--- START ---

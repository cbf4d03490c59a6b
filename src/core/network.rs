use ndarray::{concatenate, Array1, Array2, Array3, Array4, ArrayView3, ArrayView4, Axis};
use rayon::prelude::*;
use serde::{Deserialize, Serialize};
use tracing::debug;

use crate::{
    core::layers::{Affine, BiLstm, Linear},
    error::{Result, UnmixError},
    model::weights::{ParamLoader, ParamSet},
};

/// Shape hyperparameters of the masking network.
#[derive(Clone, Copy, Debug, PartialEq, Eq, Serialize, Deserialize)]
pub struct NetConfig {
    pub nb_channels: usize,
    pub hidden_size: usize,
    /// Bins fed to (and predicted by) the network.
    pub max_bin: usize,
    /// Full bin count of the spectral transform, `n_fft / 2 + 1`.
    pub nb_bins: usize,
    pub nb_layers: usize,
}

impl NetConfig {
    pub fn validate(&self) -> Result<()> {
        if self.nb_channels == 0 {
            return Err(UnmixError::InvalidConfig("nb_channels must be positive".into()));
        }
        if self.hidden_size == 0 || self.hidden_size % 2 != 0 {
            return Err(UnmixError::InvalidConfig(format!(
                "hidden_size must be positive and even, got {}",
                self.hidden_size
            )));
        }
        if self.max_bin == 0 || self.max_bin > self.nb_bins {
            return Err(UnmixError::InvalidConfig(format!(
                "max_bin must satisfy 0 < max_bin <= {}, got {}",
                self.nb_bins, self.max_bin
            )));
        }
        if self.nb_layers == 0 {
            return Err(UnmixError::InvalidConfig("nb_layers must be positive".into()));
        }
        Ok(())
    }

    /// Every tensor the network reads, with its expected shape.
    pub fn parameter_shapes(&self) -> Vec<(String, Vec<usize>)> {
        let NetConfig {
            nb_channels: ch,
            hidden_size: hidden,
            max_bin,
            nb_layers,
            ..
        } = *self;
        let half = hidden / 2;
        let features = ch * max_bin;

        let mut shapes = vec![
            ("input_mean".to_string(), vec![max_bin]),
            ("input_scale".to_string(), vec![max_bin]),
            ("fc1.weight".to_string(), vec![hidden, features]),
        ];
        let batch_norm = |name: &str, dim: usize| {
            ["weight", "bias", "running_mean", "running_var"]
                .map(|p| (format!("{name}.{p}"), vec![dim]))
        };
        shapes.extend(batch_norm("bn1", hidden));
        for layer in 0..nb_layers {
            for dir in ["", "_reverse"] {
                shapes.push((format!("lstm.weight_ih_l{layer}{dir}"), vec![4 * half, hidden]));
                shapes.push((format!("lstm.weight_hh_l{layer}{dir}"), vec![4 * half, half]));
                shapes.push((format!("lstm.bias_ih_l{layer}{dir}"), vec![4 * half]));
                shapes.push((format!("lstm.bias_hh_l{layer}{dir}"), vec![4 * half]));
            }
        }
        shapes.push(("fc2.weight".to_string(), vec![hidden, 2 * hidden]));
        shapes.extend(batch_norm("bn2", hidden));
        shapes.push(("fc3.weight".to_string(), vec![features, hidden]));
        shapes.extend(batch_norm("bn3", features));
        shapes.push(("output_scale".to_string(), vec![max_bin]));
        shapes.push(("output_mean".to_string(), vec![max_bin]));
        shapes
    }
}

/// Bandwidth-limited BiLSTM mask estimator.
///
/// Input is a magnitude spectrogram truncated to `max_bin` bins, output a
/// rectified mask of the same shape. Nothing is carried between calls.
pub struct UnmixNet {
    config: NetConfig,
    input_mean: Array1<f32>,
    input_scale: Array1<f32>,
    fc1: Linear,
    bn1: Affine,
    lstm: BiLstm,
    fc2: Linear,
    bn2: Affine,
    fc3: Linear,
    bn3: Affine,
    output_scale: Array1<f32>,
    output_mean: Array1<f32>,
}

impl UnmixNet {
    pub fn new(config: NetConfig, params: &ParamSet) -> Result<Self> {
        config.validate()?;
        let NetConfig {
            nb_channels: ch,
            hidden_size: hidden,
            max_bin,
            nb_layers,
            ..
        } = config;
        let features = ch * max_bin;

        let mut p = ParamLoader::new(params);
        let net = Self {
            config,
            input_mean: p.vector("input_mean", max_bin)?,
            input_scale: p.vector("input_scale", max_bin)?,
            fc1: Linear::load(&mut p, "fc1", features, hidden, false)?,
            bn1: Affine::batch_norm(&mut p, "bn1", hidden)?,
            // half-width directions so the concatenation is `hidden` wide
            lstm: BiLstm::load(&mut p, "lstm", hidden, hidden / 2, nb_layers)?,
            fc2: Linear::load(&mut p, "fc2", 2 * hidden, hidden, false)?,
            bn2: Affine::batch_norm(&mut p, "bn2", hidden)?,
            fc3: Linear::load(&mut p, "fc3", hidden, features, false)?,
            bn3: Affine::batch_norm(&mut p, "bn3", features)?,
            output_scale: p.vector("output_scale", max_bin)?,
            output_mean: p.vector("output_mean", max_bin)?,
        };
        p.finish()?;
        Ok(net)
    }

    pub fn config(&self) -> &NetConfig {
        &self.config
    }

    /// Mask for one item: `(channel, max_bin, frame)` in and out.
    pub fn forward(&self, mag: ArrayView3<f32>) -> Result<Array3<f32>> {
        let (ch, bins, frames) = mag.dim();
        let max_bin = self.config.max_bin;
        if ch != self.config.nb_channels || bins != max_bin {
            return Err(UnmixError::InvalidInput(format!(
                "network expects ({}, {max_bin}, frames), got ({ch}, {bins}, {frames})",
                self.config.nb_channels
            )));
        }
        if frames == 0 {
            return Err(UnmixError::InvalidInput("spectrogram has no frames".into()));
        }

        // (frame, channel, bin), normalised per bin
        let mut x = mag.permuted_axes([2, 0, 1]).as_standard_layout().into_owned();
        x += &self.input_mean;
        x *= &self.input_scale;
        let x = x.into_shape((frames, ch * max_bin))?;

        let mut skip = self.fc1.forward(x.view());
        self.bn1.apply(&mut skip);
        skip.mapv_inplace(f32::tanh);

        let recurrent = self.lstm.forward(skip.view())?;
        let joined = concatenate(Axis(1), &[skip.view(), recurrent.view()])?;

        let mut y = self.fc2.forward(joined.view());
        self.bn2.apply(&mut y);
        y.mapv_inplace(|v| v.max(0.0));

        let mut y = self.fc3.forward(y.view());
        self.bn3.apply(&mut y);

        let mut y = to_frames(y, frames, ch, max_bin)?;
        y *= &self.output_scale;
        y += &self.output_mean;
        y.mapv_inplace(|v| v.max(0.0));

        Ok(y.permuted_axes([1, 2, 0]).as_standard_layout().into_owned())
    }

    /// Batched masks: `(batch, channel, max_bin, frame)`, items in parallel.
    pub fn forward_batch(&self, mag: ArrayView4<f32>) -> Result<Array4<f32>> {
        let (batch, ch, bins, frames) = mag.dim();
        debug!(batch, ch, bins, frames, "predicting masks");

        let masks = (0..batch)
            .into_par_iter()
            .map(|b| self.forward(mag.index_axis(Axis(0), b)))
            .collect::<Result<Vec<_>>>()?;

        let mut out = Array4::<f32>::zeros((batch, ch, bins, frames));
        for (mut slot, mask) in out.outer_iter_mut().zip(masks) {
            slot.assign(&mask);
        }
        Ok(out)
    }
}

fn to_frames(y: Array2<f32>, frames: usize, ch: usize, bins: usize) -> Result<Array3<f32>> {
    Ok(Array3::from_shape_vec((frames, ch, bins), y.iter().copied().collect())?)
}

--- END ---
--- START ---

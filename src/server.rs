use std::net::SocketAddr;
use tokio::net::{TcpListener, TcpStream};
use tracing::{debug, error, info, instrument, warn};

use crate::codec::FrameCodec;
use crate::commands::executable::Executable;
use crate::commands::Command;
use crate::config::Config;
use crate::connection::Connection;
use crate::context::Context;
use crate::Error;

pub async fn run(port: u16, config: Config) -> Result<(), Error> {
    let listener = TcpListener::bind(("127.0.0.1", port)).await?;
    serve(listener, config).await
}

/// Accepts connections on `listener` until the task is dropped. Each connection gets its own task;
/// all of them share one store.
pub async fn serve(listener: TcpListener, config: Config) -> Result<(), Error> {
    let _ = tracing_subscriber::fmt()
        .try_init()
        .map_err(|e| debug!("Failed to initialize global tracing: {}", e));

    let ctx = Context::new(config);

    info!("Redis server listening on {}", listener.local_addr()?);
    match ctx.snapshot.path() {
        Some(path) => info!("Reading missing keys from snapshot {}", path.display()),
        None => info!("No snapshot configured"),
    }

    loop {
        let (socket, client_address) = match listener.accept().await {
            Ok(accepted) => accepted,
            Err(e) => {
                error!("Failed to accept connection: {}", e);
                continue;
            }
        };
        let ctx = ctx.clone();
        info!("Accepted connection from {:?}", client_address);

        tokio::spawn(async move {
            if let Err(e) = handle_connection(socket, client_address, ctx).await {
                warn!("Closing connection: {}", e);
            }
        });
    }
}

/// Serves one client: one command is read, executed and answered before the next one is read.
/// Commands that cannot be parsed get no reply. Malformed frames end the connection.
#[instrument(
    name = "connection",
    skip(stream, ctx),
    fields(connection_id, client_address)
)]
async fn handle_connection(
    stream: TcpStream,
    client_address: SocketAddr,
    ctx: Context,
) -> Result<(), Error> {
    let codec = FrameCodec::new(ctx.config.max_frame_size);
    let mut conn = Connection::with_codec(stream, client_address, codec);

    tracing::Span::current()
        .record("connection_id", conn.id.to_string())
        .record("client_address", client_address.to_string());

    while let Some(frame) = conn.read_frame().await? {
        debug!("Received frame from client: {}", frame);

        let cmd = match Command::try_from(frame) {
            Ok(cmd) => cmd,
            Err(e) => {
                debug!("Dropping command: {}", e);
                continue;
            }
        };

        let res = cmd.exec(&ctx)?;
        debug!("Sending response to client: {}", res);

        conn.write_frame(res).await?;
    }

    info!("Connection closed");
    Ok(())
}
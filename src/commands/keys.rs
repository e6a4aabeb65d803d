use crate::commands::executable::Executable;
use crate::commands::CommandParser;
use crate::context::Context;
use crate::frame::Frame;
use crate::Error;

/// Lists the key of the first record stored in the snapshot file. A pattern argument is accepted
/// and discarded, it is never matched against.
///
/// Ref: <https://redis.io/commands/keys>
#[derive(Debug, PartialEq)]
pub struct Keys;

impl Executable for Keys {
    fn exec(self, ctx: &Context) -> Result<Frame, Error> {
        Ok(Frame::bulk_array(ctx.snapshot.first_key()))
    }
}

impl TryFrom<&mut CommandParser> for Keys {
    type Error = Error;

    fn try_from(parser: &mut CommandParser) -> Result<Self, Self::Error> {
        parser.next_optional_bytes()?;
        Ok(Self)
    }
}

--- END ---
--- START ---

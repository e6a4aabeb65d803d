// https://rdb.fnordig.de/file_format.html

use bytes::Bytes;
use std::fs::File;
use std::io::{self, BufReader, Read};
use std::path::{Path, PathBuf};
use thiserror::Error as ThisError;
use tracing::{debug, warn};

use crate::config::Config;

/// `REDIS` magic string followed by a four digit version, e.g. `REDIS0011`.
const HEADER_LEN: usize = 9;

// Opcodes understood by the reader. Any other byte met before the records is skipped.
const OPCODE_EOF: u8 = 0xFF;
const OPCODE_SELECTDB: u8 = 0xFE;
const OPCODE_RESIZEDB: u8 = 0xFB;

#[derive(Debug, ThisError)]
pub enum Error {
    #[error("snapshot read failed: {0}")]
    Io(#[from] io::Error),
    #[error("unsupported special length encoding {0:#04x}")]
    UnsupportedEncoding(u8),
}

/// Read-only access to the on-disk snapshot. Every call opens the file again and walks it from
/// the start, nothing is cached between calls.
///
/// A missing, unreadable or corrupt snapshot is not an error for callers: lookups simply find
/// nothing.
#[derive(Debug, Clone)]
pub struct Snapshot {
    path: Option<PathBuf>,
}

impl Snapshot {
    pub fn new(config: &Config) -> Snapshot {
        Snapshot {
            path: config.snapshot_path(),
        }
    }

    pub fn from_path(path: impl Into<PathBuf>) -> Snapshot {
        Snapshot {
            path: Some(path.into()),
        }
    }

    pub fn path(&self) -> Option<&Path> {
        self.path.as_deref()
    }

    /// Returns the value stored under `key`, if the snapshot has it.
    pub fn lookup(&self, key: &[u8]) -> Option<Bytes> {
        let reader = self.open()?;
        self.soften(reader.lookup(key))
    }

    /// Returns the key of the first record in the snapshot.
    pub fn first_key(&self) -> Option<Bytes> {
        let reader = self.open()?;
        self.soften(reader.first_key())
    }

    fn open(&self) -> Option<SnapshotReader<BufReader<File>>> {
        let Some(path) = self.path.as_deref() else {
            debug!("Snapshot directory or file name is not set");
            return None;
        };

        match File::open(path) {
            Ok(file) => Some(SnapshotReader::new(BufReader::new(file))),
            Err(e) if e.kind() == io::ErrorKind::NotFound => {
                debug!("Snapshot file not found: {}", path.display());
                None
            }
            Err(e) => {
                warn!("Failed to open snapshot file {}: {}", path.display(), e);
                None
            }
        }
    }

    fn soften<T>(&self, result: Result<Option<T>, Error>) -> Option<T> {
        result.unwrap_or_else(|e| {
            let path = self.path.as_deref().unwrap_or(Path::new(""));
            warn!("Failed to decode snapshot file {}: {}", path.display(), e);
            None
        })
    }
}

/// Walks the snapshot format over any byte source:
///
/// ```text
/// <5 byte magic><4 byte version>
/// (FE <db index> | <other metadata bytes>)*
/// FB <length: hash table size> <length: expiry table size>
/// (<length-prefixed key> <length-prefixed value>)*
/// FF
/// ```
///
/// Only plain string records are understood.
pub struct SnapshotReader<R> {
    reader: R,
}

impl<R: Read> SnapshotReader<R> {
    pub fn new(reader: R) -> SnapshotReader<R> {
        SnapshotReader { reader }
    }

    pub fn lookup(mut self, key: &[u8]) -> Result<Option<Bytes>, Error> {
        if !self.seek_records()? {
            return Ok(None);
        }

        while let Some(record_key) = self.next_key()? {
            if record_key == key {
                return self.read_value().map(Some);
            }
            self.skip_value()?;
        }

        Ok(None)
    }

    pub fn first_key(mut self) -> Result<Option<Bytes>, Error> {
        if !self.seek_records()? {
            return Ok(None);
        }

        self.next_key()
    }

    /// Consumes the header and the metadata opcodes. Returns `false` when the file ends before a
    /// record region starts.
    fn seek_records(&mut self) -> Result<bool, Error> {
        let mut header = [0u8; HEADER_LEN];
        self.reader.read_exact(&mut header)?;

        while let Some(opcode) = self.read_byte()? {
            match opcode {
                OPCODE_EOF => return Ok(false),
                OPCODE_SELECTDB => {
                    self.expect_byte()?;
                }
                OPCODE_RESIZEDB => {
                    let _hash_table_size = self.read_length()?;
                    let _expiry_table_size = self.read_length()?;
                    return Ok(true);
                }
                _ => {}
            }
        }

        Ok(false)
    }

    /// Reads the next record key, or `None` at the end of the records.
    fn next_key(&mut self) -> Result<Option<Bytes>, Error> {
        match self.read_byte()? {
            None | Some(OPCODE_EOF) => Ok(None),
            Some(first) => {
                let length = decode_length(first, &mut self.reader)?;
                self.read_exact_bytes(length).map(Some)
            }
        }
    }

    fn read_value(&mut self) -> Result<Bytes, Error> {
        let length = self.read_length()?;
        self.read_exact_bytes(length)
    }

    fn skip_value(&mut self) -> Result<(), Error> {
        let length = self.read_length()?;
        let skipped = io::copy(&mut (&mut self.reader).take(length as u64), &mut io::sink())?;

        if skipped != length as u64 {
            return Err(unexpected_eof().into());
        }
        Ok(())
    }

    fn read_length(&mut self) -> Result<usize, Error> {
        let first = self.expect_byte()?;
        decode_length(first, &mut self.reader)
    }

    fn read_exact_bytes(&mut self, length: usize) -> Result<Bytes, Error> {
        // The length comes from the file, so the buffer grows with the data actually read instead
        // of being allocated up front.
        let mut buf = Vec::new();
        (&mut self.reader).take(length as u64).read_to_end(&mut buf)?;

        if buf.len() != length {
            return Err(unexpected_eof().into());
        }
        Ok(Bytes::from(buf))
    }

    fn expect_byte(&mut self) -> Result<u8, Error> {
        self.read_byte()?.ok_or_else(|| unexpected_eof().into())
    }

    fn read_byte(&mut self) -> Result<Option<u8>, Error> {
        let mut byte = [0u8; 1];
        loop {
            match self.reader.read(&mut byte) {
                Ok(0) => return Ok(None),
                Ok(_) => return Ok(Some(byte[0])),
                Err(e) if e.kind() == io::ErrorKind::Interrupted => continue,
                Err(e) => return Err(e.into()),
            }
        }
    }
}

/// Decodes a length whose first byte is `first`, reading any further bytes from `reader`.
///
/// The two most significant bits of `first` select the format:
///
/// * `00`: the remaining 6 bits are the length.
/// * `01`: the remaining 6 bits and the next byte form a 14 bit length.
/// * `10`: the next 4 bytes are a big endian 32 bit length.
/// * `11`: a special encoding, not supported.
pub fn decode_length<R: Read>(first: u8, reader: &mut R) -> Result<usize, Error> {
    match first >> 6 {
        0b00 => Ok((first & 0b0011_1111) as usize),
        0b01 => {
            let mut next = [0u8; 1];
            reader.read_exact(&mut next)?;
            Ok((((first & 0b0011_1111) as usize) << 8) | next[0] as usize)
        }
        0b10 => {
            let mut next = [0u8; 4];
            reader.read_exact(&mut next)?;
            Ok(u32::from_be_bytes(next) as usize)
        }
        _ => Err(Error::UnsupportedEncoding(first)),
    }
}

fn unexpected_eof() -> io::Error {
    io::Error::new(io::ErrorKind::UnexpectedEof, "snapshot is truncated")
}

--- END ---

- _Task statement_: Wherever the string "Every" shows up in the material, copy the line that holds it.

- _Exercise output_:
    /// Every tensor the network reads, with its expected shape.
/// Read-only access to the on-disk snapshot. Every call opens the file again and walks it from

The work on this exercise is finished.